Collected data
----------------------------------------

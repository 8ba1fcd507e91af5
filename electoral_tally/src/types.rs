// ********* Identities ***********

use std::fmt::Display;
use std::str::FromStr;

use chrono::{DateTime, Utc};
use serde::{Deserialize, Serialize};
use snafu::prelude::*;
use uuid::Uuid;

macro_rules! entity_id {
    ($(#[$meta:meta])* $name:ident) => {
        $(#[$meta])*
        #[derive(Eq, PartialEq, Debug, Clone, Copy, Hash, Ord, PartialOrd, Serialize, Deserialize)]
        #[serde(transparent)]
        pub struct $name(Uuid);

        impl $name {
            /// A fresh random identifier.
            pub fn new() -> Self {
                $name(Uuid::new_v4())
            }

            pub fn as_uuid(&self) -> &Uuid {
                &self.0
            }
        }

        impl Default for $name {
            fn default() -> Self {
                Self::new()
            }
        }

        impl Display for $name {
            fn fmt(&self, f: &mut std::fmt::Formatter<'_>) -> std::fmt::Result {
                write!(f, "{}", self.0)
            }
        }

        impl FromStr for $name {
            type Err = uuid::Error;
            fn from_str(s: &str) -> Result<Self, Self::Err> {
                Uuid::parse_str(s).map($name)
            }
        }
    };
}

entity_id!(
    /// Identifies a political party.
    PartyId
);
entity_id!(
    /// Identifies a candidate.
    CandidateId
);
entity_id!(
    /// Identifies a polling station.
    StationId
);
entity_id!(
    /// Identifies a polling station member.
    MemberId
);
entity_id!(
    /// Identifies an electoral record.
    RecordId
);
entity_id!(
    /// Identifies an election.
    ElectionId
);

// ********* States ***********

/// Soft-delete state shared by the reference entities.
///
/// Nothing is ever physically removed: references held by other entities must
/// survive a deactivation.
#[derive(Eq, PartialEq, Debug, Clone, Copy, Hash, Serialize, Deserialize, Default)]
#[serde(rename_all = "lowercase")]
pub enum Lifecycle {
    #[default]
    Active,
    Deactivated,
}

impl Lifecycle {
    pub fn is_active(self) -> bool {
        self == Lifecycle::Active
    }
}

#[derive(Eq, PartialEq, Debug, Clone, Copy, Hash, Serialize, Deserialize)]
#[serde(rename_all = "lowercase")]
pub enum ElectionType {
    Municipal,
    National,
    Referendum,
}

impl Display for ElectionType {
    fn fmt(&self, f: &mut std::fmt::Formatter<'_>) -> std::fmt::Result {
        let s = match self {
            ElectionType::Municipal => "municipal",
            ElectionType::National => "national",
            ElectionType::Referendum => "referendum",
        };
        write!(f, "{}", s)
    }
}

/// The roles a polling station member can hold. Each role is a single slot in
/// the station roster.
#[derive(Eq, PartialEq, Debug, Clone, Copy, Hash, Ord, PartialOrd, Serialize, Deserialize)]
#[serde(rename_all = "snake_case")]
pub enum MemberType {
    #[serde(alias = "presidente")]
    President,
    #[serde(alias = "secretario")]
    Secretary,
    #[serde(alias = "vocal")]
    AtLarge,
}

impl MemberType {
    pub const ALL: [MemberType; 3] = [
        MemberType::President,
        MemberType::Secretary,
        MemberType::AtLarge,
    ];

    pub fn label(self) -> &'static str {
        match self {
            MemberType::President => "President",
            MemberType::Secretary => "Secretary",
            MemberType::AtLarge => "At-large member",
        }
    }
}

/// Draft -> Finalized, one way.
#[derive(Eq, PartialEq, Debug, Clone, Serialize, Deserialize)]
#[serde(tag = "state", rename_all = "lowercase")]
pub enum RecordState {
    Draft,
    Finalized {
        seal: String,
        finalized_at: DateTime<Utc>,
    },
}

/// Open -> Finalized, one way.
#[derive(Eq, PartialEq, Debug, Clone, Serialize, Deserialize)]
#[serde(tag = "state", rename_all = "lowercase")]
pub enum ElectionState {
    Open,
    Finalized { finalized_at: DateTime<Utc> },
}

// ********* Input data structures ***********

/// One line of an electoral record: the count for a single candidate.
///
/// Preferential votes are an annotation on top of the regular count and are
/// kept as an independent counter.
#[derive(Eq, PartialEq, Debug, Clone, Serialize, Deserialize)]
#[serde(rename_all = "camelCase")]
pub struct VoteRecord {
    pub candidate_id: CandidateId,
    pub votes: u64,
    pub preferential_votes: u64,
}

/// Converts a count coming from outside the engine, rejecting negative values.
pub fn checked_count(field: &'static str, value: i64) -> TallyResult<u64> {
    ensure!(value >= 0, NegativeCountSnafu { field, value });
    Ok(value as u64)
}

/// Rejects blank required text.
pub(crate) fn required(field: &'static str, value: &str) -> TallyResult<()> {
    ensure!(!value.trim().is_empty(), EmptyFieldSnafu { field });
    Ok(())
}

// ******** Output data structures *********

/// The result line of one candidate in a report.
#[derive(PartialEq, Debug, Clone, Serialize, Deserialize)]
#[serde(rename_all = "camelCase")]
pub struct CandidateResult {
    pub candidate_id: CandidateId,
    pub party_id: PartyId,
    pub candidate_name: String,
    pub votes: u64,
    pub preferential_votes: u64,
    /// Share of the election total, 0 when nothing was counted.
    pub percentage: f64,
}

/// Counted votes for a single polling station.
#[derive(PartialEq, Debug, Clone, Serialize, Deserialize)]
#[serde(rename_all = "camelCase")]
pub struct StationResult {
    pub station_id: StationId,
    pub station_number: String,
    pub records_counted: usize,
    pub valid_votes: u64,
    pub blank_votes: u64,
    pub null_votes: u64,
    pub total_votes: u64,
    pub registered_voters: u64,
    pub participation: f64,
}

/// The votes of all the candidates of one party.
#[derive(PartialEq, Debug, Clone, Serialize, Deserialize)]
#[serde(rename_all = "camelCase")]
pub struct PartyResult {
    pub party_id: PartyId,
    /// Number of candidates of the party in the election.
    pub candidates: usize,
    pub votes: u64,
    pub preferential_votes: u64,
    /// Share of the election total, 0 when nothing was counted.
    pub percentage: f64,
}

#[derive(PartialEq, Debug, Clone, Serialize, Deserialize)]
#[serde(rename_all = "camelCase")]
pub struct TurnoutSummary {
    pub registered_voters: u64,
    pub effective_voters: u64,
    pub percentage: f64,
}

/// Immutable snapshot of an election's results at generation time.
#[derive(PartialEq, Debug, Clone, Serialize, Deserialize)]
#[serde(rename_all = "camelCase")]
pub struct ElectionReport {
    pub election_id: ElectionId,
    pub total_votes: u64,
    pub blank_votes: u64,
    pub null_votes: u64,
    /// Sorted by decreasing votes. Ties keep the candidate order of the election.
    pub results: Vec<CandidateResult>,
    /// Sorted like `results`. Ties keep the order in which the parties first
    /// appear in the candidate list.
    pub parties: Vec<PartyResult>,
    pub winner: Option<CandidateId>,
    pub turnout: TurnoutSummary,
    pub stations: Vec<StationResult>,
    pub records_counted: usize,
    pub finalized: bool,
    pub generated_at: DateTime<Utc>,
}

// ********* Errors **********

#[derive(Eq, PartialEq, Debug, Clone, Copy, Hash)]
pub enum EntityKind {
    Party,
    Candidate,
    PollingStation,
    Member,
    Record,
    Election,
}

impl Display for EntityKind {
    fn fmt(&self, f: &mut std::fmt::Formatter<'_>) -> std::fmt::Result {
        let s = match self {
            EntityKind::Party => "political party",
            EntityKind::Candidate => "candidate",
            EntityKind::PollingStation => "polling station",
            EntityKind::Member => "polling station member",
            EntityKind::Record => "electoral record",
            EntityKind::Election => "election",
        };
        write!(f, "{}", s)
    }
}

/// Errors reported by the engine. None of them is fatal: the caller can correct
/// the input and submit again.
#[derive(Eq, PartialEq, Debug, Clone, Snafu)]
#[snafu(visibility(pub(crate)))]
pub enum TallyError {
    #[snafu(display("{kind} {id} not found"))]
    NotFound { kind: EntityKind, id: String },

    #[snafu(display("{kind} {id} is already finalized"))]
    AlreadyFinalized { kind: EntityKind, id: String },

    #[snafu(display("electoral record {id} must be finalized before it is counted"))]
    RecordNotFinalized { id: String },

    #[snafu(display("{kind} {id} is already present"))]
    Duplicate { kind: EntityKind, id: String },

    #[snafu(display("required field {field} is empty"))]
    EmptyField { field: &'static str },

    #[snafu(display("{field} cannot be negative (got {value})"))]
    NegativeCount { field: &'static str, value: i64 },

    #[snafu(display("unknown role {name:?}"))]
    UnknownRole { name: String },

    #[snafu(display("{field} total exceeds the largest supported count"))]
    CountOverflow { field: &'static str },
}

pub type TallyResult<T> = Result<T, TallyError>;

#[cfg(test)]
mod tests {
    use super::*;

    #[test]
    fn negative_counts_are_rejected() {
        assert_eq!(checked_count("votes", 12), Ok(12));
        assert_eq!(checked_count("votes", 0), Ok(0));
        assert_eq!(
            checked_count("blankVotes", -1),
            Err(TallyError::NegativeCount {
                field: "blankVotes",
                value: -1
            })
        );
    }

    #[test]
    fn ids_are_unique_and_round_trip_as_strings() {
        let a = CandidateId::new();
        let b = CandidateId::new();
        assert_ne!(a, b);
        let parsed: CandidateId = a.to_string().parse().unwrap();
        assert_eq!(parsed, a);
    }

    #[test]
    fn member_types_accept_original_labels() {
        let m: MemberType = serde_json::from_str("\"presidente\"").unwrap();
        assert_eq!(m, MemberType::President);
        let m: MemberType = serde_json::from_str("\"at_large\"").unwrap();
        assert_eq!(m, MemberType::AtLarge);
        let m: MemberType = serde_json::from_str("\"vocal\"").unwrap();
        assert_eq!(m, MemberType::AtLarge);
    }

    #[test]
    fn blank_text_is_required() {
        assert!(required("name", "Frente Amplio").is_ok());
        assert_eq!(
            required("name", "   "),
            Err(TallyError::EmptyField { field: "name" })
        );
    }
}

----------------------------------------

Please output the exact lines of the records above, beginning with the first and stopping after the line that holds "impl FromStr for", and nothing else.

repository 8ba1fcd507e91af5
filename electoral_tally/src/types.rs
// ********* Identities ***********

use std::fmt::Display;
use std::str::FromStr;

use chrono::{DateTime, Utc};
use serde::{Deserialize, Serialize};
use snafu::prelude::*;
use uuid::Uuid;

macro_rules! entity_id {
    ($(#[$meta:meta])* $name:ident) => {
        $(#[$meta])*
        #[derive(Eq, PartialEq, Debug, Clone, Copy, Hash, Ord, PartialOrd, Serialize, Deserialize)]
        #[serde(transparent)]
        pub struct $name(Uuid);

        impl $name {
            /// A fresh random identifier.
            pub fn new() -> Self {
                $name(Uuid::new_v4())
            }

            pub fn as_uuid(&self) -> &Uuid {
                &self.0
            }
        }

        impl Default for $name {
            fn default() -> Self {
                Self::new()
            }
        }

        impl Display for $name {
            fn fmt(&self, f: &mut std::fmt::Formatter<'_>) -> std::fmt::Result {
                write!(f, "{}", self.0)
            }
        }

        impl FromStr for $name {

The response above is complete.